Thank you in advance for your help!

akaszynski commented 4 years ago

Here's a slightly different way of trying to get a uniform cloud of points around your initial point cloud. It works by:

The biggest (and most frustrating) limitation right now is with delaunay_3d. The surface isn't manifold, and it causes havoc with anything downstream (especially with pyacvd's uniform remesher). If you can figure out how to get delanuay_3d working (including trying out some external packages), I'd use that mesh, uniformly remesh it, and expand it in small increments (to ensure the point normals are updated in between steps).

The solution below doesn't work because of delaunay_3d...


import numpy as np
import pyvista as pv

points = np.load("coord.npy")
point_cloud = pv.PolyData(points)

surf = point_cloud.delaunay_3d(alpha=7.0, offset=4.0)
shell = surf.extract_geometry().triangulate()
shell = shell.compute_normals()

# warp each point by the normal vectors
import vtk
warp = vtk.vtkWarpVector()
warp.SetInputData(shell)
warp.SetInputArrayToProcess(0, 0, 0,
                            vtk.vtkDataObject.FIELD_ASSOCIATION_POINTS,
                            vtk.vtkDataSetAttributes.NORMALS)
warp.SetScaleFactor(10)
warp.Update()
expanded_mesh = pv.wrap(warp.GetOutput())

import pyacvd

clus = pyacvd.Clustering(expanded_mesh)
clus.subdivide(3)
clus.cluster(5000)
uniform = clus.create_mesh()
# out.plot()

p = pv.Plotter(notebook=False, shape=(1,2))
p.add_mesh(point_cloud, point_size=8.0, render_points_as_spheres=True, show_edges=True)
p.subplot(0,1)
p.add_mesh(shell)
# p.subplot(0,2)
# p.add_mesh(decimated)
p.add_points(np.asarray(uniform.points), color="r",
             point_size=8.0, render_points_as_spheres=True)
# p.add_mesh(centers, color="b", point_size=8.0, render_points_as_spheres=True)
# p.add_mesh(expanded_mesh, smooth_shading=True)
p.link_views()
p.show_bounds()
p.show()
brianjimenez commented 4 years ago

Thanks a lot @akaszynski for spending some time on the problem and the proposed solution. Indeed, it's a nice approach and probably doable if, instead of using the atom coordinates as a simple point cloud, I could generate a set of spheres/cubes from the atom coordinates. Kind of overkilling, but cubes (voxels) might be combined in a union and then remeshed as a surface. Does it make sense?

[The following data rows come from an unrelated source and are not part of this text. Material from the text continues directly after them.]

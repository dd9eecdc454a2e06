//! Tests for the JSON export target.

use super::*;
use crate::connectors::Payload;
use tempfile::TempDir;

fn descriptor() -> CollectionDescriptor {
    CollectionDescriptor::new("incidents", 2, Distance::Cosine)
}

fn record(id: u64, x: f32) -> Record {
    let mut payload = Payload::new();
    payload.insert("n".to_string(), serde_json::json!(id));
    Record::new(id, vec![x, 0.0], payload)
}

#[tokio::test]
async fn test_export_document_written_on_finish() {
    let dir = TempDir::new().unwrap();
    let path = dir.path().join("exports").join("incidents.json");
    let target = JsonExportTarget::new(JsonExportConfig::new(&path));

    assert!(target.get_or_none("incidents").await.unwrap().is_none());
    target.create(&descriptor()).await.unwrap();
    target
        .upsert("incidents", &[record(1, 0.1), record(2, 0.2)])
        .await
        .unwrap();
    assert!(!path.exists());

    target.finish("incidents").await.unwrap();

    let doc = ExportDocument::read(&path).unwrap();
    assert_eq!(doc.metadata.collection, "incidents");
    assert_eq!(doc.metadata.total_points, 2);
    assert_eq!(doc.metadata.dimension, 2);
    assert!(chrono::DateTime::parse_from_rfc3339(&doc.metadata.exported_at).is_ok());
    assert_eq!(doc.points[1].payload.get("n"), Some(&serde_json::json!(2)));
}

#[tokio::test]
async fn test_replay_upserts_into_existing_export() {
    let dir = TempDir::new().unwrap();
    let path = dir.path().join("incidents.json");

    let first = JsonExportTarget::new(JsonExportConfig::new(&path));
    first.create(&descriptor()).await.unwrap();
    first
        .upsert("incidents", &[record(1, 0.1), record(2, 0.2)])
        .await
        .unwrap();
    first.finish("incidents").await.unwrap();

    let second = JsonExportTarget::new(JsonExportConfig::new(&path));
    assert_eq!(
        second.get_or_none("incidents").await.unwrap(),
        Some(descriptor())
    );
    second
        .upsert("incidents", &[record(2, 0.9), record(3, 0.3)])
        .await
        .unwrap();
    assert_eq!(second.count("incidents").await.unwrap(), 3);
    second.finish("incidents").await.unwrap();

    let doc = ExportDocument::read(&path).unwrap();
    assert_eq!(doc.points.len(), 3);
    assert_eq!(doc.points[1].vector, vec![0.9, 0.0]);
}

#[tokio::test]
async fn test_upsert_requires_collection() {
    let dir = TempDir::new().unwrap();
    let target = JsonExportTarget::new(JsonExportConfig::new(dir.path().join("out.json")));

    assert!(target.upsert("incidents", &[record(1, 0.1)]).await.is_err());
}

#[tokio::test]
async fn test_corrupt_export_is_an_error() {
    let dir = TempDir::new().unwrap();
    let path = dir.path().join("out.json");
    fs::write(&path, "{not json").unwrap();
    let target = JsonExportTarget::new(JsonExportConfig::new(&path));

    assert!(matches!(
        target.get_or_none("incidents").await,
        Err(Error::Json(_))
    ));
}

#[tokio::test]
async fn test_lock_file_is_exclusive() {
    let dir = TempDir::new().unwrap();
    let path = dir.path().join("out.json");
    let a = JsonExportTarget::new(JsonExportConfig::new(&path));
    let b = JsonExportTarget::new(JsonExportConfig::new(&path));

    a.acquire_lock("incidents", "run-a").await.unwrap();
    let err = b.acquire_lock("incidents", "run-b").await.unwrap_err();
    assert!(matches!(err, Error::LockHeld { .. }));
    assert!(err.to_string().contains("out.json.lock"));

    b.release_lock("incidents", "run-b").await.unwrap();
    assert!(dir.path().join("out.json.lock").exists());

    a.release_lock("incidents", "run-a").await.unwrap();
    assert!(!dir.path().join("out.json.lock").exists());
    assert!(b.acquire_lock("incidents", "run-b").await.is_ok());
}

#[test]
fn test_config_defaults() {
    let config: JsonExportConfig = serde_yaml::from_str("path: ./out.json").unwrap();
    assert!(config.pretty);
    assert!(config.collection.is_none());
}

brianjimenez commented 4 years ago

I've been playing a bit with @akaszynski code, but I think there is a problem with the warp expansion using the normal. Please see in a more globular set of coordinates:

1ppe

Data used: 1ppe.zip

Code is very similar:

import numpy as np
import pyvista as pv
import vtk
import pyacvd

points = np.load("coord.npy")

# Use PyVista
point_cloud = pv.PolyData(points)

# Use Delaunay 3D algorithm to get a first mesh
surf = point_cloud.delaunay_3d(alpha=8.0, offset=10.0)
shell_raw = surf.extract_geometry().triangulate()

# Decimate surface to clean artifacts
shell = shell_raw.decimate(0.8).extract_surface().clean()
shell = shell.compute_normals()

# Warp each point by the normal vectors
warp = vtk.vtkWarpVector()
warp.SetInputData(shell)
warp.SetInputArrayToProcess(0, 0, 0,
                            vtk.vtkDataObject.FIELD_ASSOCIATION_POINTS,
                            vtk.vtkDataSetAttributes.NORMALS)
warp.SetScaleFactor(20)
warp.Update()
expanded_mesh = pv.wrap(warp.GetOutput())

# Uniform mesh after remeshing
clus = pyacvd.Clustering(expanded_mesh)
clus.subdivide(3)
clus.cluster(400)
uniform = clus.create_mesh()

# Plot structures, uniform mesh and points
p = pv.Plotter(notebook=False, shape=(1,4))
# First plot is atoms and swarm centers
p.add_mesh(point_cloud, point_size=8.0, render_points_as_spheres=True, show_edges=True)
p.add_points(np.asarray(uniform.points), color="r", point_size=8.0, render_points_as_spheres=True)
# Second plot is the uniform mesh generated as a surface
p.subplot(0,1)
p.add_mesh(uniform, smooth_shading=True)
# Third plot is decimated surface
p.subplot(0,2)
p.add_mesh(shell)
# Fourth is the expanded mesh
p.subplot(0,3)
p.add_mesh(expanded_mesh)
p.link_views()
p.show()

I would expect in plot 4 a version 3 inflated, but it looks like there are some points which are incorrect. Please, could you point me to the possible error in the code? Thanks a lot!

whoIsClownHere commented 11 months ago

Hi everyone, I also have such a problem right now, please, could you explain what the red dots mean?